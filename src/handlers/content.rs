//! # Publication / Schedule HTTP Handlers

use actix_web::{delete, get, post, put, web, HttpResponse};
use validator::Validate;
use crate::core::errors::{validation_error, AppError};
use crate::domain::dto::common::{PaginatedResponse, PaginationQuery};
use crate::domain::dto::content::{
    PublicationFilter, PublicationRequest, PublicationResponse, ScheduleFilter, ScheduleRequest, ScheduleResponse,
};
use crate::domain::models::auth::AuthenticatedUser;
use crate::services::content::{PublicationService, ScheduleService};

#[utoipa::path(
    get,
    path = "/api/publications",
    tag = "publications",
    params(PublicationFilter, PaginationQuery),
    responses((status = 200, body = PaginatedResponse<PublicationResponse>))
)]
#[get("")]
pub async fn list_publications(
    filter: web::Query<PublicationFilter>,
    page: web::Query<PaginationQuery>,
) -> Result<HttpResponse, AppError> {
    let response = PublicationService::instance().list(&filter, &page).await?;
    Ok(HttpResponse::Ok().json(response))
}

#[utoipa::path(
    post,
    path = "/api/publications",
    tag = "publications",
    request_body = PublicationRequest,
    responses((status = 201, body = PublicationResponse), (status = 400, description = "입력 검증 실패"))
)]
#[post("")]
pub async fn create_publication(
    auth: AuthenticatedUser,
    payload: web::Json<PublicationRequest>,
) -> Result<HttpResponse, AppError> {
    payload.validate().map_err(validation_error)?;

    let response = PublicationService::instance().create(&auth, payload.into_inner()).await?;
    Ok(HttpResponse::Created().json(response))
}

#[utoipa::path(
    get,
    path = "/api/publications/{id}",
    tag = "publications",
    params(("id" = String, Path, description = "출판물 ID")),
    responses((status = 200, body = PublicationResponse), (status = 404, description = "출판물 없음"))
)]
#[get("/{id}")]
pub async fn get_publication(path: web::Path<String>) -> Result<HttpResponse, AppError> {
    let response = PublicationService::instance().get(&path).await?;
    Ok(HttpResponse::Ok().json(response))
}

#[utoipa::path(
    put,
    path = "/api/publications/{id}",
    tag = "publications",
    params(("id" = String, Path, description = "출판물 ID")),
    request_body = PublicationRequest,
    responses((status = 200, body = PublicationResponse), (status = 403, description = "작성자 아님"))
)]
#[put("/{id}")]
pub async fn update_publication(
    auth: AuthenticatedUser,
    path: web::Path<String>,
    payload: web::Json<PublicationRequest>,
) -> Result<HttpResponse, AppError> {
    payload.validate().map_err(validation_error)?;

    let response = PublicationService::instance().update(&auth, &path, payload.into_inner()).await?;
    Ok(HttpResponse::Ok().json(response))
}

#[utoipa::path(
    delete,
    path = "/api/publications/{id}",
    tag = "publications",
    params(("id" = String, Path, description = "출판물 ID")),
    responses((status = 204, description = "삭제됨"), (status = 403, description = "작성자 아님"))
)]
#[delete("/{id}")]
pub async fn delete_publication(auth: AuthenticatedUser, path: web::Path<String>) -> Result<HttpResponse, AppError> {
    PublicationService::instance().delete(&auth, &path).await?;
    Ok(HttpResponse::NoContent().finish())
}

/// 내 일정 (시작 시각 순). `from` / `to`는 RFC 3339 시각입니다.
#[utoipa::path(
    get,
    path = "/api/schedules",
    tag = "schedules",
    params(ScheduleFilter),
    responses((status = 200, body = Vec<ScheduleResponse>))
)]
#[get("")]
pub async fn list_schedules(
    auth: AuthenticatedUser,
    filter: web::Query<ScheduleFilter>,
) -> Result<HttpResponse, AppError> {
    let response = ScheduleService::instance().list(&auth, &filter).await?;
    Ok(HttpResponse::Ok().json(response))
}

#[utoipa::path(
    post,
    path = "/api/schedules",
    tag = "schedules",
    request_body = ScheduleRequest,
    responses((status = 201, body = ScheduleResponse), (status = 400, description = "종료 시각이 시작보다 이름"))
)]
#[post("")]
pub async fn create_schedule(
    auth: AuthenticatedUser,
    payload: web::Json<ScheduleRequest>,
) -> Result<HttpResponse, AppError> {
    payload.validate().map_err(validation_error)?;

    let response = ScheduleService::instance().create(&auth, payload.into_inner()).await?;
    Ok(HttpResponse::Created().json(response))
}

#[utoipa::path(
    put,
    path = "/api/schedules/{id}",
    tag = "schedules",
    params(("id" = String, Path, description = "일정 ID")),
    request_body = ScheduleRequest,
    responses((status = 200, body = ScheduleResponse), (status = 404, description = "일정 없음"))
)]
#[put("/{id}")]
pub async fn update_schedule(
    auth: AuthenticatedUser,
    path: web::Path<String>,
    payload: web::Json<ScheduleRequest>,
) -> Result<HttpResponse, AppError> {
    payload.validate().map_err(validation_error)?;

    let response = ScheduleService::instance().update(&auth, &path, payload.into_inner()).await?;
    Ok(HttpResponse::Ok().json(response))
}

#[utoipa::path(
    delete,
    path = "/api/schedules/{id}",
    tag = "schedules",
    params(("id" = String, Path, description = "일정 ID")),
    responses((status = 204, description = "삭제됨"), (status = 404, description = "일정 없음"))
)]
#[delete("/{id}")]
pub async fn delete_schedule(auth: AuthenticatedUser, path: web::Path<String>) -> Result<HttpResponse, AppError> {
    ScheduleService::instance().delete(&auth, &path).await?;
    Ok(HttpResponse::NoContent().finish())
}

◆ ◆ ◆

Each line must be set down again exactly as above, with no line omitted.

▶ **SOLVED PROBLEM**
filename src/handlers/content.rs
//! # Publication / Schedule HTTP Handlers

use actix_web::{delete, get, post, put, web, HttpResponse};
use validator::Validate;
use crate::core::errors::{validation_error, AppError};
use crate::domain::dto::common::{PaginatedResponse, PaginationQuery};
use crate::domain::dto::content::{
    PublicationFilter, PublicationRequest, PublicationResponse, ScheduleFilter, ScheduleRequest, ScheduleResponse,
};
use crate::domain::models::auth::AuthenticatedUser;
use crate::services::content::{PublicationService, ScheduleService};

#[utoipa::path(
    get,
    path = "/api/publications",
    tag = "publications",
    params(PublicationFilter, PaginationQuery),
    responses((status = 200, body = PaginatedResponse<PublicationResponse>))
)]
#[get("")]
pub async fn list_publications(
    filter: web::Query<PublicationFilter>,
    page: web::Query<PaginationQuery>,
) -> Result<HttpResponse, AppError> {
    let response = PublicationService::instance().list(&filter, &page).await?;
    Ok(HttpResponse::Ok().json(response))
}

#[utoipa::path(
    post,
    path = "/api/publications",
    tag = "publications",
    request_body = PublicationRequest,
    responses((status = 201, body = PublicationResponse), (status = 400, description = "입력 검증 실패"))
)]
#[post("")]
pub async fn create_publication(
    auth: AuthenticatedUser,
    payload: web::Json<PublicationRequest>,
) -> Result<HttpResponse, AppError> {
    payload.validate().map_err(validation_error)?;

    let response = PublicationService::instance().create(&auth, payload.into_inner()).await?;
    Ok(HttpResponse::Created().json(response))
}

#[utoipa::path(
    get,
    path = "/api/publications/{id}",
    tag = "publications",
    params(("id" = String, Path, description = "출판물 ID")),
    responses((status = 200, body = PublicationResponse), (status = 404, description = "출판물 없음"))
)]
#[get("/{id}")]
pub async fn get_publication(path: web::Path<String>) -> Result<HttpResponse, AppError> {
    let response = PublicationService::instance().get(&path).await?;
    Ok(HttpResponse::Ok().json(response))
}

#[utoipa::path(
    put,
    path = "/api/publications/{id}",
    tag = "publications",
    params(("id" = String, Path, description = "출판물 ID")),
    request_body = PublicationRequest,
    responses((status = 200, body = PublicationResponse), (status = 403, description = "작성자 아님"))
)]
#[put("/{id}")]
pub async fn update_publication(
    auth: AuthenticatedUser,
    path: web::Path<String>,
    payload: web::Json<PublicationRequest>,
) -> Result<HttpResponse, AppError> {
    payload.validate().map_err(validation_error)?;

    let response = PublicationService::instance().update(&auth, &path, payload.into_inner()).await?;
    Ok(HttpResponse::Ok().json(response))
}

#[utoipa::path(
    delete,
    path = "/api/publications/{id}",
    tag = "publications",
    params(("id" = String, Path, description = "출판물 ID")),
    responses((status = 204, description = "삭제됨"), (status = 403, description = "작성자 아님"))
)]
#[delete("/{id}")]
pub async fn delete_publication(auth: AuthenticatedUser, path: web::Path<String>) -> Result<HttpResponse, AppError> {
    PublicationService::instance().delete(&auth, &path).await?;
    Ok(HttpResponse::NoContent().finish())
}

/// 내 일정 (시작 시각 순). `from` / `to`는 RFC 3339 시각입니다.
#[utoipa::path(
    get,
    path = "/api/schedules",
    tag = "schedules",
    params(ScheduleFilter),
    responses((status = 200, body = Vec<ScheduleResponse>))
)]
#[get("")]
pub async fn list_schedules(
    auth: AuthenticatedUser,
    filter: web::Query<ScheduleFilter>,
) -> Result<HttpResponse, AppError> {
    let response = ScheduleService::instance().list(&auth, &filter).await?;
    Ok(HttpResponse::Ok().json(response))
}

#[utoipa::path(
    post,
    path = "/api/schedules",
    tag = "schedules",
    request_body = ScheduleRequest,
    responses((status = 201, body = ScheduleResponse), (status = 400, description = "종료 시각이 시작보다 이름"))
)]
#[post("")]
pub async fn create_schedule(
    auth: AuthenticatedUser,
    payload: web::Json<ScheduleRequest>,
) -> Result<HttpResponse, AppError> {
    payload.validate().map_err(validation_error)?;

    let response = ScheduleService::instance().create(&auth, payload.into_inner()).await?;
    Ok(HttpResponse::Created().json(response))
}

#[utoipa::path(
    put,
    path = "/api/schedules/{id}",
    tag = "schedules",
    params(("id" = String, Path, description = "일정 ID")),
    request_body = ScheduleRequest,
    responses((status = 200, body = ScheduleResponse), (status = 404, description = "일정 없음"))
)]
#[put("/{id}")]
pub async fn update_schedule(
    auth: AuthenticatedUser,
    path: web::Path<String>,
    payload: web::Json<ScheduleRequest>,
) -> Result<HttpResponse, AppError> {
    payload.validate().map_err(validation_error)?;

    let response = ScheduleService::instance().update(&auth, &path, payload.into_inner()).await?;
    Ok(HttpResponse::Ok().json(response))
}

#[utoipa::path(
    delete,
    path = "/api/schedules/{id}",
    tag = "schedules",
    params(("id" = String, Path, description = "일정 ID")),
    responses((status = 204, description = "삭제됨"), (status = 404, description = "일정 없음"))
)]
#[delete("/{id}")]
pub async fn delete_schedule(auth: AuthenticatedUser, path: web::Path<String>) -> Result<HttpResponse, AppError> {
    ScheduleService::instance().delete(&auth, &path).await?;
    Ok(HttpResponse::NoContent().finish())
}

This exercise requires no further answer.